129:1Israel may now say: they haue troubled me often from my youth vp
129:2They haue troubled me often from my youth vp: but they haue not preuayled against me
129:3The plowemen plowed vpon my backe: they made long forrowes
129:4But God who is iust: hath cut a peeces the snares of the vngodly
129:5All they that beare an euyll wyll to Sion: shalbe confounded, and be made to turne backe from it
129:6They shall be as the grasse growing vpon the house toppes: whiche withereth afore that it be shot foorth [to his growth.
129:7Whereof the mower fylleth not his hande: neither he that byndeth vp the sheaues his armes full
129:8And they which go by, say not so much as the blessing of God be vpon you: we blesse you in the name of God
Bishops Bible 1568

Bishops Bible 1568

The Bishops' Bible was produced under the authority of the established Church of England in 1568. It was substantially revised in 1572, and the 1602 edition was prescribed as the base text for the King James Bible completed in 1611. The thorough Calvinism of the Geneva Bible offended the Church of England, to which almost all of its bishops subscribed.
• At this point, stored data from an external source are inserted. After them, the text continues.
use super::{RunError, RunResult};
use crate::composition::{
    AcccComposition, Amounts, Component, Composition, CompositionResult, DEFAULT_SALT_DECIMALS,
    DEFAULT_SOLVENT_PRECISION, Electrolyte, derive_by_mass, derive_by_mass_fraction_and_molality,
    derive_by_solution_volume,
};
use crate::cues::RunParameters;
use crate::domain::{ExportFormat, SolverCapability};
use crate::registry::{Registry, RegistryPaths};
use serde::{Deserialize, Serialize};
use std::fs;
use std::path::{Path, PathBuf};

pub const DEFAULT_RUN_NAME: &str = "AemRun";
const DEFAULT_OUTPUT_DIR: &str = "runs";

/// A complete run description, normally read from a JSON file.
#[derive(Debug, Clone, PartialEq, Serialize, Deserialize)]
pub struct RunConfig {
    pub solver: SolverConfig,
    pub registry: RegistryPaths,
    pub composition: CompositionSource,
    #[serde(default)]
    pub accc: Option<AcccComposition>,
    pub parameters: RunParameters,
    #[serde(default)]
    pub output: OutputConfig,
}

#[derive(Debug, Clone, PartialEq, Eq, Serialize, Deserialize)]
pub struct SolverConfig {
    /// Directory holding the executable; the solver runs and writes reports here.
    pub home: PathBuf,
    pub program: String,
    #[serde(default)]
    pub capability: Option<SolverCapability>,
    /// Executable that prints the solver's schema code.
    #[serde(default)]
    pub probe: Option<PathBuf>,
    #[serde(default = "default_quiet")]
    pub quiet: bool,
}

impl SolverConfig {
    pub fn executable(&self) -> PathBuf {
        self.home.join(&self.program)
    }
}

fn default_quiet() -> bool {
    true
}

#[derive(Debug, Clone, PartialEq, Eq, Serialize, Deserialize)]
pub struct OutputConfig {
    #[serde(default = "default_output_dir")]
    pub directory: PathBuf,
    #[serde(default)]
    pub run_name: Option<String>,
    #[serde(default = "default_formats")]
    pub formats: Vec<ExportFormat>,
}

impl Default for OutputConfig {
    fn default() -> Self {
        Self {
            directory: default_output_dir(),
            run_name: None,
            formats: default_formats(),
        }
    }
}

impl OutputConfig {
    pub fn run_name(&self) -> &str {
        self.run_name.as_deref().unwrap_or(DEFAULT_RUN_NAME)
    }
}

fn default_output_dir() -> PathBuf {
    PathBuf::from(DEFAULT_OUTPUT_DIR)
}

fn default_formats() -> Vec<ExportFormat> {
    ExportFormat::ALL.to_vec()
}

fn default_precision() -> u32 {
    DEFAULT_SOLVENT_PRECISION
}

fn default_decimals() -> u32 {
    DEFAULT_SALT_DECIMALS
}

/// Where the electrolyte of a run comes from.
#[derive(Debug, Clone, PartialEq, Serialize, Deserialize)]
#[serde(tag = "basis", rename_all = "snake_case")]
pub enum CompositionSource {
    Identifier {
        identifier: String,
    },
    ByMass {
        solvents: Amounts,
        #[serde(default)]
        salts: Amounts,
        #[serde(default = "default_precision")]
        precision: u32,
        #[serde(default = "default_decimals")]
        decimals: u32,
    },
    ByMassFractionAndMolality {
        solvents: Amounts,
        #[serde(default)]
        salts: Amounts,
        #[serde(default = "default_precision")]
        precision: u32,
        #[serde(default = "default_decimals")]
        decimals: u32,
    },
    BySolutionVolume {
        volumes: Amounts,
        densities: Amounts,
        #[serde(default = "default_precision")]
        precision: u32,
        #[serde(default = "default_decimals")]
        decimals: u32,
    },
    /// Caller-ordered components sent to the solver exactly as written.
    Translate {
        solvents: Vec<Component>,
        #[serde(default)]
        salts: Vec<Component>,
    },
}

impl CompositionSource {
    /// The cue-facing electrolyte, plus the identifier-backed composition
    /// when the source produces one.
    pub fn resolve(&self, registry: &Registry) -> CompositionResult<(Electrolyte, Option<Composition>)> {
        let composition = match self {
            Self::Identifier { identifier } => Composition::from_identifier(identifier)?,
            Self::ByMass {
                solvents,
                salts,
                precision,
                decimals,
            } => derive_by_mass(solvents, salts, *precision, *decimals)?,
            Self::ByMassFractionAndMolality {
                solvents,
                salts,
                precision,
                decimals,
            } => derive_by_mass_fraction_and_molality(solvents, salts, *precision, *decimals)?,
            Self::BySolutionVolume {
                volumes,
                densities,
                precision,
                decimals,
            } => derive_by_solution_volume(
                volumes,
                densities,
                &registry.salt_properties,
                *precision,
                *decimals,
            )?,
            Self::Translate { solvents, salts } => {
                let electrolyte = Electrolyte::translate(solvents.clone(), salts.clone())?;
                return Ok((electrolyte, None));
            }
        };
        Ok((Electrolyte::from(&composition), Some(composition)))
    }
}

impl RunConfig {
    /// Reads a config file and resolves its relative paths against the
    /// file's directory.
    pub fn load(path: impl AsRef<Path>) -> RunResult<Self> {
        let path = path.as_ref();
        let source = fs::read_to_string(path).map_err(|source| RunError::ConfigRead {
            path: path.to_path_buf(),
            source,
        })?;
        let mut config: Self =
            serde_json::from_str(&source).map_err(|source| RunError::ConfigParse {
                path: path.to_path_buf(),
                source,
            })?;
        let base = path.parent().unwrap_or_else(|| Path::new(""));
        config.resolve_paths(base);
        Ok(config)
    }

    pub fn resolve_paths(&mut self, base: &Path) {
        let resolve = |path: &mut PathBuf| {
            if path.is_relative() {
                *path = base.join(&*path);
            }
        };
        resolve(&mut self.solver.home);
        if let Some(probe) = self.solver.probe.as_mut() {
            resolve(probe);
        }
        resolve(&mut self.registry.solvent_codes);
        resolve(&mut self.registry.salt_codes);
        if let Some(properties) = self.registry.salt_properties.as_mut() {
            resolve(properties);
        }
        resolve(&mut self.output.directory);
    }
}

#[cfg(test)]
mod tests {
    use super::*;
    use crate::composition::Amount;
    use crate::cues::{ProportionBasis, SolventCompositionMode, Switch};
    use crate::registry::{ComponentKind, ComponentTable};

    const CONFIG: &str = r#"{
        "solver": { "home": "solver", "program": "aem_accc.exe" },
        "registry": {
            "solvent_codes": "tables/solvents.csv",
            "salt_codes": "/opt/aem/salts.csv"
        },
        "composition": {
            "basis": "translate",
            "solvents": [
                { "name": "EP", "amount": 25 },
                { "name": "DMC", "amount": 50 },
                { "name": "EC", "amount": 25 }
            ],
            "salts": [{ "name": "LiPF6", "amount": 1.0 }]
        },
        "parameters": {
            "solventcomp": 1,
            "solventcomppropbasis": 1,
            "saltconcmode": 1,
            "totalsaltconc": 5,
            "tmin": -20,
            "tmax": 60,
            "stepsize": 10,
            "tis": 1,
            "contactangle": 90,
            "porelength": 50,
            "saltconc": 1.5,
            "scaep": { "enabled": 0 }
        }
    }"#;

    #[test]
    fn load_resolves_relative_paths_against_the_config_directory() {
        let temp = tempfile::TempDir::new().expect("tempdir should be created");
        let path = temp.path().join("run.json");
        fs::write(&path, CONFIG).expect("config should be written");

        let config = RunConfig::load(&path).expect("config should load");
        assert_eq!(config.solver.home, temp.path().join("solver"));
        assert_eq!(
            config.solver.executable(),
            temp.path().join("solver").join("aem_accc.exe")
        );
        assert!(config.solver.quiet);
        assert_eq!(config.registry.solvent_codes, temp.path().join("tables/solvents.csv"));
        assert_eq!(config.registry.salt_codes, PathBuf::from("/opt/aem/salts.csv"));
        assert_eq!(config.output.directory, temp.path().join("runs"));
        assert_eq!(config.output.formats, ExportFormat::ALL.to_vec());
        assert_eq!(config.output.run_name(), "AemRun");
    }

    #[test]
    fn legacy_parameter_names_and_literal_kinds_survive_parsing() {
        let config: RunConfig = serde_json::from_str(CONFIG).expect("config should parse");
        let parameters = &config.parameters;
        assert_eq!(parameters.solvent_composition, SolventCompositionMode::Fixed);
        assert_eq!(parameters.proportion_basis, Some(ProportionBasis::Volume));
        assert_eq!(parameters.total_salt_concentration, Some(Amount::Integer(5)));
        assert_eq!(parameters.salt_concentration, Amount::Decimal(1.5));
        assert_eq!(parameters.scaep.enabled, Switch::Off);

        let CompositionSource::Translate { solvents, salts } = &config.composition else {
            panic!("translate basis should be selected");
        };
        assert_eq!(solvents[0], Component::new("EP", 25_i64));
        assert_eq!(salts[0].amount, Amount::Decimal(1.0));
    }

    #[test]
    fn out_of_range_flags_are_rejected_at_load_time() {
        let broken = CONFIG.replace("\"solventcomp\": 1", "\"solventcomp\": 3");
        let error = serde_json::from_str::<RunConfig>(&broken).expect_err("flag 3 is invalid");
        assert!(error.to_string().contains("does not accept 3"));
    }

    #[test]
    fn identifier_source_resolves_through_the_codec() {
        let source: CompositionSource = serde_json::from_str(
            r#"{ "basis": "identifier", "identifier": "EC_EMC|30_70|LiPF6|1.2" }"#,
        )
        .expect("source should parse");
        let registry = Registry {
            solvents: ComponentTable::from_entries(ComponentKind::Solvent, []),
            salts: ComponentTable::from_entries(ComponentKind::Salt, []),
            salt_properties: Default::default(),
        };
        let (electrolyte, composition) = source.resolve(&registry).expect("identifier should resolve");
        assert_eq!(electrolyte.solvents().len(), 2);
        assert_eq!(
            composition.map(|composition| composition.identifier().to_string()),
            Some("EC_EMC|30_70|LiPF6|1.2".to_string())
        );
    }

    #[test]
    fn mass_source_uses_default_precision() {
        let source: CompositionSource = serde_json::from_str(
            r#"{ "basis": "by_mass", "solvents": { "EC": 30.0, "EMC": 70.0 }, "salts": { "LiPF6": 15.19 } }"#,
        )
        .expect("source should parse");
        assert!(matches!(
            source,
            CompositionSource::ByMass { precision: 100, decimals: 2, .. }
        ));
    }
}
They associated Calvinism with Presbyterianism, which sought to replace government of the church by bishops with government by lay elders. However, they were aware that the Great Bible of 1539 , which was the only version then legally authorized for use in Anglican worship, was severely deficient, in that much of the Old Testament and Apocrypha was translated from the Latin Vulgate, rather than from the original Hebrew, Aramaic and Greek. In an attempt to replace the objectionable Geneva translation, they circulated one of their own, which became known as the Bishops' Bible.